As they neared the tracks, a curious sight appeared: an engine and two cars backing toward them down the tracks from the west.

'It's our train,' said Doyle. 'It's our train.'

Hurrying to catch up to Jack as he climbed the embankment, from a distance they saw Larry leap from the cab and meet Sparks as he gently laid his burden down. Larry fell to his knees. The single, simple cry Larry gave out when he saw his fallen brother rent the still surface of the night like a spear.

Doyle and Eileen made their way up the slope. Larry knelt on the loose cinders, Barry in his arms, brushing an unruly cowlick of hair off his forehead.

'Oh law, oh law no, Barry, oh my boy, look what they've done, look what they've done to you ... look what they done to him, Jack, oh my boy, my poor boy.'

Sparks stood over them, eyes lowered, face hidden in shadow. Eileen turned away to bury her sobs in Doyle's shoulder.

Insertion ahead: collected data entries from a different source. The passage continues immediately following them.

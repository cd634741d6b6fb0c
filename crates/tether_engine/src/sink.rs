//! Effect sinks: where registry mutations go.
//!
//! Every registry operation is written once against [`EffectSink`]. An
//! [`Immediate`] sink applies each command to the world as it is submitted;
//! a [`Deferred`] sink records it for a later [`CommandBuffer::playback`].
//!
//! Link-list bookkeeping on unlink (removing a record by index) is not a
//! command. It goes through [`EffectSink::link_list_mut`] and happens at once
//! in both modes.

use tether_foundation::{EntityId, Result};
use tether_storage::{Command, CommandBuffer, LinkList, World};

/// Destination for the structural effects of registry operations.
pub trait EffectSink {
    /// Read access to the world, for contract checks and lookups.
    fn store(&self) -> &World;

    /// Returns true if `entity` has a link list, or will have one once
    /// submitted commands are applied.
    fn has_link_list(&self, entity: EntityId) -> bool {
        self.store().has_link_list(entity)
    }

    /// Mutable access to a link list that exists now.
    fn link_list_mut(&mut self, entity: EntityId) -> Option<&mut LinkList>;

    /// Applies or records a command.
    ///
    /// # Errors
    ///
    /// An immediate sink returns the world's error for the mutation.
    fn submit(&mut self, command: Command) -> Result<()>;

    /// Returns true if submitted commands are not yet visible in the store.
    fn is_deferred(&self) -> bool;
}

/// Applies every command at once.
#[derive(Debug)]
pub struct Immediate<'w> {
    world: &'w mut World,
}

impl<'w> Immediate<'w> {
    /// Creates a sink writing straight into `world`.
    pub fn new(world: &'w mut World) -> Self {
        Self { world }
    }
}

impl EffectSink for Immediate<'_> {
    fn store(&self) -> &World {
        &*self.world
    }

    fn link_list_mut(&mut self, entity: EntityId) -> Option<&mut LinkList> {
        self.world.link_list_mut(entity)
    }

    fn submit(&mut self, command: Command) -> Result<()> {
        command.apply(self.world)
    }

    fn is_deferred(&self) -> bool {
        false
    }
}

/// Records commands into a buffer for later playback.
///
/// Holds the world explicitly so contract checks read the store the batch
/// will be applied to.
#[derive(Debug)]
pub struct Deferred<'w> {
    world: &'w mut World,
    buffer: &'w mut CommandBuffer,
}

impl<'w> Deferred<'w> {
    /// Creates a sink that checks against `world` and records into `buffer`.
    pub fn new(world: &'w mut World, buffer: &'w mut CommandBuffer) -> Self {
        Self { world, buffer }
    }

    /// Commands recorded so far.
    #[must_use]
    pub fn buffer(&self) -> &CommandBuffer {
        &*self.buffer
    }
}

impl EffectSink for Deferred<'_> {
    fn store(&self) -> &World {
        &*self.world
    }

    fn has_link_list(&self, entity: EntityId) -> bool {
        self.world.has_link_list(entity) || self.buffer.prepares_link_list(entity)
    }

    fn link_list_mut(&mut self, entity: EntityId) -> Option<&mut LinkList> {
        self.world.link_list_mut(entity)
    }

    fn submit(&mut self, command: Command) -> Result<()> {
        self.buffer.record(command);
        Ok(())
    }

    fn is_deferred(&self) -> bool {
        true
    }
}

Larry shifted, and a slice of moonlight fell across Barry's face. Doyle saw Barry's eyes go up to meet his brother's and focus there. They seemed to momentarily sustain the dimmest filament of life.

Barry moved his lips. A sound came out. He repeated it.

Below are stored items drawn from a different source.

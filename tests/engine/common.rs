//! Shared fixtures for engine tests.

use tether_foundation::{EntityId, KeywordId, Type, Value};
use tether_storage::{ComponentSchema, FieldSchema, World};

/// A world with a `:target` payload kind holding one entity reference.
pub struct Fixture {
    pub world: World,
    pub target: KeywordId,
    pub entity: KeywordId,
}

impl Fixture {
    pub fn new() -> Self {
        let mut world = World::new();
        let target = world.intern("target");
        let entity = world.intern("entity");
        world
            .register_component(
                ComponentSchema::new(target)
                    .with_field(FieldSchema::required(entity, Type::EntityRef)),
            )
            .unwrap();
        Self {
            world,
            target,
            entity,
        }
    }

    /// A `:target` payload pointing at `e`.
    pub fn payload(&self, e: EntityId) -> Value {
        Value::record([(self.entity, Value::EntityRef(e))])
    }

    /// The entity `owner`'s `:target` points at, if it has one.
    pub fn target_of(&self, owner: EntityId) -> Option<EntityId> {
        self.world
            .get_field(owner, self.target, self.entity)
            .and_then(Value::as_entity)
    }

    /// Owners recorded in `linked`'s list, in order.
    pub fn owners(&self, linked: EntityId) -> Vec<EntityId> {
        self.world
            .link_list(linked)
            .map(|list| list.iter().map(|r| r.owner).collect())
            .unwrap_or_default()
    }
}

'Fin ... fin ... ish,' Barry had said.

Then Barry drifted back down into the void that now possessed him.

Tears streaming from his eyes, Larry looked up at Jack,

who gestured to himself. Larry slowly shook his head. Sparks nodded, understanding, gave a look to Doyle, and moved away. Doyle put both arms around Eileen and guided her far-ther down the tracks.

Doyle looked back over her shoulder. Larry bent down to kiss Barry's cheek. He whispered something to him and then slid his soft hands around his brother's neck. Doyle turned aside. Eileen trembled violently in his arms.

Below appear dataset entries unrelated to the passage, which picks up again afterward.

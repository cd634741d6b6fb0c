//! Entity-component storage, link lists, and deferred commands for Tether.
//!
//! This crate provides:
//! - [`EntityStore`] - Generational entity allocation with a pending-cleanup state
//! - [`ComponentStore`] - Schema-validated component storage with archetypes
//! - [`LinkList`] / [`LinkRecord`] - The per-entity list of links pointing at owners
//! - [`Query`] - Include/exclude component selection
//! - [`CommandBuffer`] - Recorded mutations applied at a later playback point
//! - [`World`] - The store facade, cheap to snapshot

#![warn(missing_docs)]
#![warn(clippy::all)]
#![warn(clippy::pedantic)]

pub mod command;
pub mod component;
pub mod entity;
pub mod link;
pub mod query;
pub mod schema;
pub mod world;

pub use command::{Command, CommandBuffer};
pub use component::{Archetype, ComponentStore};
pub use entity::{EntityState, EntityStore};
pub use link::{LinkIdentity, LinkKey, LinkList, LinkRecord};
pub use query::{Lifecycle, Query};
pub use schema::{ComponentSchema, FieldSchema};
pub use world::World;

A short time passed. Doyle and Eileen looked at each other, but the intimacy of their shared distress felt insupportable. She looked away. Doyle sensed she had of necessity retreated to higher ground inside herself. He wondered intuitively if the resulting gap between them would ever again be breached.

Larry closed Barry's eyes. He cradled the body, rocking it slowly as if trying to soothe a child to sleep. Sparks stood over them, looking back toward Ravenscar. Dancing lights, lanterns, great numbers of them, moved along the tracks in their direction.

Doyle took Eileen on board the train. She collapsed onto one of the seats. Through the windows, Doyle watched Sparks crouch beside Larry and speak to him. Larry nodded, lifted up his brother's body, and carried it to the front of the train, out of sight.

Doyle heard shots, moved to the rear of the car and out onto the platform. The lanterns were a quarter-mile away. Bullets whistled through the air, pinging off the steel. Doyle steadied the rifle on the handrail and fired at the lights until he'd emptied its chambers.

The wheels of the engine engaged, and the train accelerated, pulling away from the pursuit. Before long, the lanterns faded to pinpricks of light that disappeared entirely into the darkness.

chapter nineteen V.R.

Eileen refused the brandy Doyle offered. She moved somnolently to the berth in the rear, turned her face to the wall, and lay silently, without moving; sleeping or not, it was difficult to tell.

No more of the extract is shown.